[Stored items]
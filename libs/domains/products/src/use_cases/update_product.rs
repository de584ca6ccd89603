use std::sync::Arc;
use uuid::Uuid;
use validator::Validate;

use super::rules::{check_stock, parse_price};
use crate::error::{ProductError, ProductResult};
use crate::models::{Product, ProductChanges, UpdateProduct};
use crate::repository::ProductRepository;

pub struct UpdateProductUseCase<R: ProductRepository> {
    repository: Arc<R>,
}

impl<R: ProductRepository> UpdateProductUseCase<R> {
    pub fn new(repository: Arc<R>) -> Self {
        Self { repository }
    }

    /// Apply a partial update. Price and stock follow the same rules as on create.
    #[tracing::instrument(skip(self, input))]
    pub async fn execute(&self, id: Uuid, input: UpdateProduct) -> ProductResult<Product> {
        input
            .validate()
            .map_err(|e| ProductError::Validation(e.to_string()))?;

        let changes = ProductChanges {
            price: input.price.as_ref().map(parse_price).transpose()?,
            stock: input.stock.map(check_stock).transpose()?,
            name: input.name,
            description: input.description,
            category: input.category,
        };

        self.repository
            .update(id, changes)
            .await?
            .ok_or(ProductError::NotFound(id))
    }
}

#[cfg(test)]
mod tests {
    use super::*;
    use crate::models::PriceInput;
    use crate::repository::MockProductRepository;
    use chrono::Utc;
    use mockall::predicate;
    use rust_decimal::Decimal;

    #[tokio::test]
    async fn test_update_passes_only_supplied_fields() {
        let mut mock_repo = MockProductRepository::new();
        let id = Uuid::now_v7();
        let expected = ProductChanges {
            price: Some(Decimal::new(250, 2)),
            category: Some(None),
            ..Default::default()
        };

        mock_repo
            .expect_update()
            .with(predicate::eq(id), predicate::eq(expected))
            .times(1)
            .returning(|id, _| {
                let now = Utc::now();
                Ok(Some(Product {
                    id,
                    name: "Apple".to_string(),
                    description: None,
                    price: Decimal::new(250, 2),
                    category: None,
                    stock: 1,
                    created_at: now,
                    updated_at: now,
                    deleted_at: None,
                }))
            });

        let use_case = UpdateProductUseCase::new(Arc::new(mock_repo));
        let input = UpdateProduct {
            price: Some(PriceInput::from("2.50")),
            category: Some(None),
            ..Default::default()
        };

        let product = use_case.execute(id, input).await.unwrap();
        assert_eq!(product.price, Decimal::new(250, 2));
    }

    #[tokio::test]
    async fn test_update_missing_product_is_not_found() {
        let mut mock_repo = MockProductRepository::new();
        mock_repo.expect_update().returning(|_, _| Ok(None));

        let use_case = UpdateProductUseCase::new(Arc::new(mock_repo));
        let id = Uuid::now_v7();
        let result = use_case
            .execute(
                id,
                UpdateProduct {
                    name: Some("Pear".to_string()),
                    ..Default::default()
                },
            )
            .await;

        assert!(matches!(result, Err(ProductError::NotFound(missing)) if missing == id));
    }

    #[tokio::test]
    async fn test_update_rejects_invalid_values_without_writing() {
        let invalid = [
            UpdateProduct {
                price: Some(PriceInput::from("-3")),
                ..Default::default()
            },
            UpdateProduct {
                stock: Some(-1),
                ..Default::default()
            },
            UpdateProduct {
                name: Some(String::new()),
                ..Default::default()
            },
        ];

        for input in invalid {
            let mut mock_repo = MockProductRepository::new();
            mock_repo.expect_update().never();

            let use_case = UpdateProductUseCase::new(Arc::new(mock_repo));
            let result = use_case.execute(Uuid::now_v7(), input).await;

            assert!(matches!(result, Err(ProductError::Validation(_))));
        }
    }

    #[tokio::test]
    async fn test_update_keeps_price_when_new_one_rounds_to_zero() {
        let repository = Arc::new(crate::InMemoryProductRepository::new());
        let created = repository
            .create(crate::models::NewProduct {
                name: "Apple".to_string(),
                description: None,
                price: Decimal::new(100, 2),
                category: None,
                stock: 1,
            })
            .await
            .unwrap();

        let use_case = UpdateProductUseCase::new(repository.clone());
        let result = use_case
            .execute(
                created.id,
                UpdateProduct {
                    price: Some(PriceInput::from("0.001")),
                    ..Default::default()
                },
            )
            .await;

        assert!(matches!(result, Err(ProductError::Validation(_))));
        let stored = repository.raw_get(created.id).await.unwrap();
        assert_eq!(stored.price, Decimal::new(100, 2));
    }
}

## [TASK OBJECTIVE]
Copy all the records above precisely.

## [YOUR RESPONSE]
filename libs/domains/products/src/use_cases/update_product.rs
repository de584ca6ccd89603
use std::sync::Arc;
use uuid::Uuid;
use validator::Validate;

use super::rules::{check_stock, parse_price};
use crate::error::{ProductError, ProductResult};
use crate::models::{Product, ProductChanges, UpdateProduct};
use crate::repository::ProductRepository;

pub struct UpdateProductUseCase<R: ProductRepository> {
    repository: Arc<R>,
}

impl<R: ProductRepository> UpdateProductUseCase<R> {
    pub fn new(repository: Arc<R>) -> Self {
        Self { repository }
    }

    /// Apply a partial update. Price and stock follow the same rules as on create.
    #[tracing::instrument(skip(self, input))]
    pub async fn execute(&self, id: Uuid, input: UpdateProduct) -> ProductResult<Product> {
        input
            .validate()
            .map_err(|e| ProductError::Validation(e.to_string()))?;

        let changes = ProductChanges {
            price: input.price.as_ref().map(parse_price).transpose()?,
            stock: input.stock.map(check_stock).transpose()?,
            name: input.name,
            description: input.description,
            category: input.category,
        };

        self.repository
            .update(id, changes)
            .await?
            .ok_or(ProductError::NotFound(id))
    }
}

#[cfg(test)]
mod tests {
    use super::*;
    use crate::models::PriceInput;
    use crate::repository::MockProductRepository;
    use chrono::Utc;
    use mockall::predicate;
    use rust_decimal::Decimal;

    #[tokio::test]
    async fn test_update_passes_only_supplied_fields() {
        let mut mock_repo = MockProductRepository::new();
        let id = Uuid::now_v7();
        let expected = ProductChanges {
            price: Some(Decimal::new(250, 2)),
            category: Some(None),
            ..Default::default()
        };

        mock_repo
            .expect_update()
            .with(predicate::eq(id), predicate::eq(expected))
            .times(1)
            .returning(|id, _| {
                let now = Utc::now();
                Ok(Some(Product {
                    id,
                    name: "Apple".to_string(),
                    description: None,
                    price: Decimal::new(250, 2),
                    category: None,
                    stock: 1,
                    created_at: now,
                    updated_at: now,
                    deleted_at: None,
                }))
            });

        let use_case = UpdateProductUseCase::new(Arc::new(mock_repo));
        let input = UpdateProduct {
            price: Some(PriceInput::from("2.50")),
            category: Some(None),
            ..Default::default()
        };

        let product = use_case.execute(id, input).await.unwrap();
        assert_eq!(product.price, Decimal::new(250, 2));
    }

    #[tokio::test]
    async fn test_update_missing_product_is_not_found() {
        let mut mock_repo = MockProductRepository::new();
        mock_repo.expect_update().returning(|_, _| Ok(None));

        let use_case = UpdateProductUseCase::new(Arc::new(mock_repo));
        let id = Uuid::now_v7();
        let result = use_case
            .execute(
                id,
                UpdateProduct {
                    name: Some("Pear".to_string()),
                    ..Default::default()
                },
            )
            .await;

        assert!(matches!(result, Err(ProductError::NotFound(missing)) if missing == id));
    }

    #[tokio::test]
    async fn test_update_rejects_invalid_values_without_writing() {
        let invalid = [
            UpdateProduct {
                price: Some(PriceInput::from("-3")),
                ..Default::default()
            },
            UpdateProduct {
                stock: Some(-1),
                ..Default::default()
            },
            UpdateProduct {
                name: Some(String::new()),
                ..Default::default()
            },
        ];

        for input in invalid {
            let mut mock_repo = MockProductRepository::new();
            mock_repo.expect_update().never();

            let use_case = UpdateProductUseCase::new(Arc::new(mock_repo));
            let result = use_case.execute(Uuid::now_v7(), input).await;

            assert!(matches!(result, Err(ProductError::Validation(_))));
        }
    }

    #[tokio::test]
    async fn test_update_keeps_price_when_new_one_rounds_to_zero() {
        let repository = Arc::new(crate::InMemoryProductRepository::new());
        let created = repository
            .create(crate::models::NewProduct {
                name: "Apple".to_string(),
                description: None,
                price: Decimal::new(100, 2),
                category: None,
                stock: 1,
            })
            .await
            .unwrap();

        let use_case = UpdateProductUseCase::new(repository.clone());
        let result = use_case
            .execute(
                created.id,
                UpdateProduct {
                    price: Some(PriceInput::from("0.001")),
                    ..Default::default()
                },
            )
            .await;

        assert!(matches!(result, Err(ProductError::Validation(_))));
        let stored = repository.raw_get(created.id).await.unwrap();
        assert_eq!(stored.price, Decimal::new(100, 2));
    }
}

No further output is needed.